DATA RECORDS =>
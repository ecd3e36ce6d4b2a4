//! AI gateway for knowledge augmentation and recall
//!
//! Wraps a hosted generative-text API behind three intents:
//! - Summarizing captured content
//! - Suggesting tags for an item
//! - Answering a question from a set of stored items
//!
//! The HTTP details of each provider live behind [`CompletionTransport`];
//! rate-limit retries are handled here for every intent.

mod anthropic;
mod gemini;
pub mod prompts;
mod retry;

pub use anthropic::AnthropicTransport;
pub use gemini::GeminiTransport;
pub use retry::{send_with_backoff, RetryPolicy};

use crate::config::AiSettings;
use crate::error::{BrainError, Result};
use crate::types::{normalize_tags, ItemId, KnowledgeItem};
use async_trait::async_trait;
use secrecy::SecretString;
use serde::{Deserialize, Serialize};
use std::sync::Arc;
use std::time::Duration;
use thiserror::Error;
use tracing::{debug, info, warn};

/// Upper bound on tags kept from a model reply
pub const MAX_GENERATED_TAGS: usize = 5;

/// Hosted model provider
#[derive(Debug, Clone, Copy, PartialEq, Eq, Default, Serialize, Deserialize)]
#[serde(rename_all = "lowercase")]
pub enum ProviderKind {
    #[default]
    Gemini,
    Anthropic,
}

impl ProviderKind {
    pub fn parse(raw: &str) -> Result<Self> {
        match raw.trim().to_lowercase().as_str() {
            "gemini" | "google" => Ok(ProviderKind::Gemini),
            "anthropic" | "claude" => Ok(ProviderKind::Anthropic),
            other => Err(BrainError::Other(format!(
                "Unknown AI provider '{}'. Expected gemini or anthropic",
                other
            ))),
        }
    }

    pub fn as_str(&self) -> &'static str {
        match self {
            ProviderKind::Gemini => "gemini",
            ProviderKind::Anthropic => "anthropic",
        }
    }

    pub fn default_model(&self) -> &'static str {
        match self {
            ProviderKind::Gemini => "gemini-2.0-flash",
            ProviderKind::Anthropic => "claude-3-5-haiku-20241022",
        }
    }

    pub fn default_endpoint(&self) -> &'static str {
        match self {
            ProviderKind::Gemini => "https://generativelanguage.googleapis.com/v1beta",
            ProviderKind::Anthropic => "https://api.anthropic.com/v1",
        }
    }

    /// Environment variable consulted when no key is configured
    pub fn api_key_env(&self) -> &'static str {
        match self {
            ProviderKind::Gemini => "GEMINI_API_KEY",
            ProviderKind::Anthropic => "ANTHROPIC_API_KEY",
        }
    }
}

/// Request settings shared by every transport
#[derive(Debug, Clone)]
pub struct ProviderConfig {
    pub api_key: Option<SecretString>,
    pub model: String,
    pub endpoint: String,
    pub temperature: f32,
    pub max_output_tokens: u32,
}

impl ProviderConfig {
    /// Defaults for a provider with the given key
    pub fn for_provider(kind: ProviderKind, api_key: Option<SecretString>) -> Self {
        Self {
            api_key,
            model: kind.default_model().to_string(),
            endpoint: kind.default_endpoint().to_string(),
            temperature: 0.7,
            max_output_tokens: 500,
        }
    }

    /// Endpoint without a trailing slash
    fn base_url(&self) -> &str {
        self.endpoint.trim_end_matches('/')
    }
}

/// HTTP client timeouts for provider calls
#[derive(Debug, Clone, Copy)]
pub struct LlmHttpConfig {
    /// Request timeout in milliseconds (0 to disable)
    pub timeout_ms: u64,
    /// Connect timeout in milliseconds (0 to disable)
    pub connect_timeout_ms: u64,
}

impl Default for LlmHttpConfig {
    fn default() -> Self {
        Self {
            timeout_ms: 30_000,
            connect_timeout_ms: 3_000,
        }
    }
}

/// Build an HTTP client with the configured timeouts
pub fn build_http_client(config: LlmHttpConfig) -> reqwest::Client {
    let mut builder = reqwest::Client::builder();
    if config.timeout_ms > 0 {
        builder = builder.timeout(Duration::from_millis(config.timeout_ms));
    }
    if config.connect_timeout_ms > 0 {
        builder = builder.connect_timeout(Duration::from_millis(config.connect_timeout_ms));
    }

    builder.build().unwrap_or_else(|err| {
        warn!("Failed to build LLM HTTP client: {err}");
        reqwest::Client::new()
    })
}

/// Outcome of a single provider call that did not produce text
#[derive(Debug, Error)]
pub enum TransportError {
    /// HTTP 429
    #[error("rate limited")]
    RateLimited,

    /// Any other non-2xx response
    #[error("status {status}: {body}")]
    Status { status: u16, body: String },

    /// Connect, timeout or other transport failure
    #[error("request failed: {0}")]
    Request(String),

    /// 2xx response with an unreadable body
    #[error("invalid response: {0}")]
    Decode(String),
}

impl From<TransportError> for BrainError {
    fn from(err: TransportError) -> Self {
        match err {
            TransportError::RateLimited => BrainError::RateLimited { retries: 0 },
            other => BrainError::Provider(other.to_string()),
        }
    }
}

/// Map a raw response to success or a classified failure
async fn check_status(
    response: reqwest::Response,
) -> std::result::Result<reqwest::Response, TransportError> {
    let status = response.status();
    if status == reqwest::StatusCode::TOO_MANY_REQUESTS {
        return Err(TransportError::RateLimited);
    }
    if !status.is_success() {
        let body = response.text().await.unwrap_or_default();
        return Err(TransportError::Status {
            status: status.as_u16(),
            body,
        });
    }
    Ok(response)
}

/// One round trip to a hosted model
#[cfg_attr(test, mockall::automock)]
#[async_trait]
pub trait CompletionTransport: Send + Sync {
    /// Provider name for logs
    fn name(&self) -> &'static str;

    /// Whether an API key is available
    fn has_credentials(&self) -> bool;

    /// Send one prompt and return the reply text
    async fn send(&self, prompt: &str) -> std::result::Result<String, TransportError>;
}

/// Item cited alongside an answer
#[derive(Debug, Clone, PartialEq, Serialize, Deserialize)]
#[serde(rename_all = "camelCase")]
pub struct CitedItem {
    pub id: ItemId,
    pub title: String,
    pub excerpt: String,
}

impl CitedItem {
    pub fn from_item(item: &KnowledgeItem) -> Self {
        Self {
            id: item.id.clone(),
            title: item.title.clone(),
            excerpt: prompts::excerpt(item),
        }
    }
}

/// Answer text plus the items it drew on
#[derive(Debug, Clone, PartialEq, Serialize, Deserialize)]
#[serde(rename_all = "camelCase")]
pub struct QueryAnswer {
    pub answer: String,
    pub relevant_items: Vec<CitedItem>,
}

/// Turn a comma-separated model reply into at most five clean tags
pub fn parse_tags(raw: &str) -> Vec<String> {
    let mut tags = normalize_tags(raw.split(','));
    tags.truncate(MAX_GENERATED_TAGS);
    tags
}

/// Gateway to the hosted model
#[derive(Clone)]
pub struct AiGateway {
    transport: Arc<dyn CompletionTransport>,
    retry: RetryPolicy,
}

impl AiGateway {
    pub fn new(transport: Arc<dyn CompletionTransport>, retry: RetryPolicy) -> Self {
        Self { transport, retry }
    }

    /// Build the transport selected by `kind` with a fresh HTTP client
    pub fn for_provider(
        kind: ProviderKind,
        config: ProviderConfig,
        http: LlmHttpConfig,
        retry: RetryPolicy,
    ) -> Self {
        let client = build_http_client(http);
        let transport: Arc<dyn CompletionTransport> = match kind {
            ProviderKind::Gemini => Arc::new(GeminiTransport::new(client, config)),
            ProviderKind::Anthropic => Arc::new(AnthropicTransport::new(client, config)),
        };

        info!(
            provider = kind.as_str(),
            configured = transport.has_credentials(),
            "AI gateway ready"
        );
        Self::new(transport, retry)
    }

    pub fn from_settings(settings: &AiSettings) -> Self {
        Self::for_provider(
            settings.provider,
            settings.provider_config(),
            settings.http_config(),
            settings.retry_policy(),
        )
    }

    pub fn provider(&self) -> &'static str {
        self.transport.name()
    }

    pub fn is_configured(&self) -> bool {
        self.transport.has_credentials()
    }

    /// Summarize content in under 100 words
    pub async fn summarize(&self, content: &str) -> Result<String> {
        if content.trim().is_empty() {
            return Err(BrainError::Validation(
                "Content is required for summarization".to_string(),
            ));
        }

        debug!("Requesting summary for {} chars", content.len());
        self.complete(&prompts::summarize_prompt(content)).await
    }

    /// Suggest up to five tags for an item
    pub async fn tag(&self, title: &str, content: &str) -> Result<Vec<String>> {
        if content.trim().is_empty() {
            return Err(BrainError::Validation(
                "Content is required for tagging".to_string(),
            ));
        }

        let reply = self.complete(&prompts::tag_prompt(title, content)).await?;
        let tags = parse_tags(&reply);
        debug!("Generated tags: {:?}", tags);
        Ok(tags)
    }

    /// Answer a question from the supplied items, citing the first few
    pub async fn answer(&self, query: &str, items: &[KnowledgeItem]) -> Result<QueryAnswer> {
        if query.trim().is_empty() {
            return Err(BrainError::Validation("Query is required".to_string()));
        }

        if items.is_empty() {
            return Ok(QueryAnswer {
                answer: prompts::EMPTY_BRAIN_ANSWER.to_string(),
                relevant_items: Vec::new(),
            });
        }

        let prompt = prompts::answer_prompt(query, items);
        let answer = self.complete(&prompt).await?;

        let relevant_items = items
            .iter()
            .take(prompts::MAX_CITED_ITEMS)
            .map(CitedItem::from_item)
            .collect();

        Ok(QueryAnswer {
            answer,
            relevant_items,
        })
    }

    async fn complete(&self, prompt: &str) -> Result<String> {
        if !self.transport.has_credentials() {
            return Err(BrainError::MissingCredentials(format!(
                "no API key for {}",
                self.transport.name()
            )));
        }

        send_with_backoff(self.transport.as_ref(), prompt, &self.retry).await
    }
}

#[cfg(test)]
mod tests {
    use super::*;
    use crate::types::ItemType;
    use chrono::Utc;
    use proptest::prelude::*;

    fn gateway(mock: MockCompletionTransport) -> AiGateway {
        AiGateway::new(Arc::new(mock), RetryPolicy::new(5, Duration::from_millis(1)))
    }

    fn configured_mock() -> MockCompletionTransport {
        let mut mock = MockCompletionTransport::new();
        mock.expect_name().return_const("mock");
        mock.expect_has_credentials().return_const(true);
        mock
    }

    fn item(title: &str) -> KnowledgeItem {
        let now = Utc::now();
        KnowledgeItem {
            id: ItemId::new(),
            title: title.to_string(),
            content: format!("{} content", title),
            item_type: ItemType::Note,
            source_url: None,
            tags: vec![],
            summary: None,
            created_at: now,
            updated_at: now,
        }
    }

    #[test]
    fn test_parse_tags_cleans_and_caps() {
        let tags = parse_tags("Rust, Async Programming, tokio!, rust, , web-dev, systems, extra");
        assert_eq!(
            tags,
            vec!["rust", "asyncprogramming", "tokio", "web-dev", "systems"]
        );
    }

    #[test]
    fn test_provider_kind_parse() {
        assert_eq!(ProviderKind::parse("Gemini").unwrap(), ProviderKind::Gemini);
        assert_eq!(ProviderKind::parse("anthropic").unwrap(), ProviderKind::Anthropic);
        assert!(ProviderKind::parse("openai").is_err());
    }

    #[tokio::test]
    async fn test_summarize_rejects_blank_content() {
        let mut mock = MockCompletionTransport::new();
        mock.expect_send().never();
        let err = gateway(mock).summarize("   ").await.unwrap_err();
        assert!(matches!(err, BrainError::Validation(_)));
    }

    #[tokio::test]
    async fn test_missing_credentials_skips_network() {
        let mut mock = MockCompletionTransport::new();
        mock.expect_name().return_const("mock");
        mock.expect_has_credentials().return_const(false);
        mock.expect_send().never();

        let err = gateway(mock).summarize("some content").await.unwrap_err();
        assert!(matches!(err, BrainError::MissingCredentials(_)));
    }

    #[tokio::test]
    async fn test_summarize_sends_prompt() {
        let mut mock = configured_mock();
        mock.expect_send()
            .withf(|prompt: &str| prompt.starts_with("Summarize the following content"))
            .times(1)
            .returning(|_| Ok("A summary".to_string()));

        let summary = gateway(mock).summarize("Long text").await.unwrap();
        assert_eq!(summary, "A summary");
    }

    #[tokio::test]
    async fn test_tag_post_processes_reply() {
        let mut mock = configured_mock();
        mock.expect_send()
            .times(1)
            .returning(|_| Ok("Machine Learning, AI, ai, data_science".to_string()));

        let tags = gateway(mock).tag("ML", "Neural nets").await.unwrap();
        assert_eq!(tags, vec!["machinelearning", "ai", "datascience"]);
    }

    #[tokio::test]
    async fn test_answer_on_empty_items_is_canned() {
        let mut mock = MockCompletionTransport::new();
        mock.expect_has_credentials().never();
        mock.expect_send().never();

        let answer = gateway(mock).answer("anything?", &[]).await.unwrap();
        assert_eq!(answer.answer, prompts::EMPTY_BRAIN_ANSWER);
        assert!(answer.relevant_items.is_empty());
    }

    #[tokio::test]
    async fn test_answer_rejects_blank_query() {
        let mock = MockCompletionTransport::new();
        let err = gateway(mock).answer(" ", &[item("a")]).await.unwrap_err();
        assert!(matches!(err, BrainError::Validation(_)));
    }

    #[tokio::test]
    async fn test_answer_cites_first_three_items() {
        let mut mock = configured_mock();
        mock.expect_send()
            .times(1)
            .returning(|_| Ok("See [1] and [2].".to_string()));

        let items: Vec<_> = ["a", "b", "c", "d", "e"].iter().map(|t| item(t)).collect();
        let answer = gateway(mock).answer("question", &items).await.unwrap();

        assert_eq!(answer.answer, "See [1] and [2].");
        let titles: Vec<_> = answer.relevant_items.iter().map(|c| c.title.as_str()).collect();
        assert_eq!(titles, vec!["a", "b", "c"]);
        assert_eq!(answer.relevant_items[0].excerpt, "a content...");
    }

    proptest! {
        #[test]
        fn prop_parsed_tags_are_clean(raw in ".{0,200}") {
            let tags = parse_tags(&raw);
            prop_assert!(tags.len() <= MAX_GENERATED_TAGS);
            for tag in &tags {
                prop_assert!(!tag.is_empty());
                prop_assert!(tag
                    .chars()
                    .all(|c| c.is_ascii_lowercase() || c.is_ascii_digit() || c == '-'));
            }
        }

        #[test]
        fn prop_parsed_tags_have_no_duplicates(
            parts in proptest::collection::vec("[A-Za-z0-9 _-]{0,12}", 0..12)
        ) {
            let tags = parse_tags(&parts.join(","));
            let mut seen = std::collections::HashSet::new();
            for tag in &tags {
                prop_assert!(seen.insert(tag.clone()));
            }
        }
    }
}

REQUIRED ACTION =>
For the lines above, output exactly those from the line containing "async fn send(&self, prompt: &str)" through the line containing "the hosted model", and skip the others.

SOLUTION BELOW =>
    async fn send(&self, prompt: &str) -> std::result::Result<String, TransportError>;
}

/// Item cited alongside an answer
#[derive(Debug, Clone, PartialEq, Serialize, Deserialize)]
#[serde(rename_all = "camelCase")]
pub struct CitedItem {
    pub id: ItemId,
    pub title: String,
    pub excerpt: String,
}

impl CitedItem {
    pub fn from_item(item: &KnowledgeItem) -> Self {
        Self {
            id: item.id.clone(),
            title: item.title.clone(),
            excerpt: prompts::excerpt(item),
        }
    }
}

/// Answer text plus the items it drew on
#[derive(Debug, Clone, PartialEq, Serialize, Deserialize)]
#[serde(rename_all = "camelCase")]
pub struct QueryAnswer {
    pub answer: String,
    pub relevant_items: Vec<CitedItem>,
}

/// Turn a comma-separated model reply into at most five clean tags
pub fn parse_tags(raw: &str) -> Vec<String> {
    let mut tags = normalize_tags(raw.split(','));
    tags.truncate(MAX_GENERATED_TAGS);
    tags
}

/// Gateway to the hosted model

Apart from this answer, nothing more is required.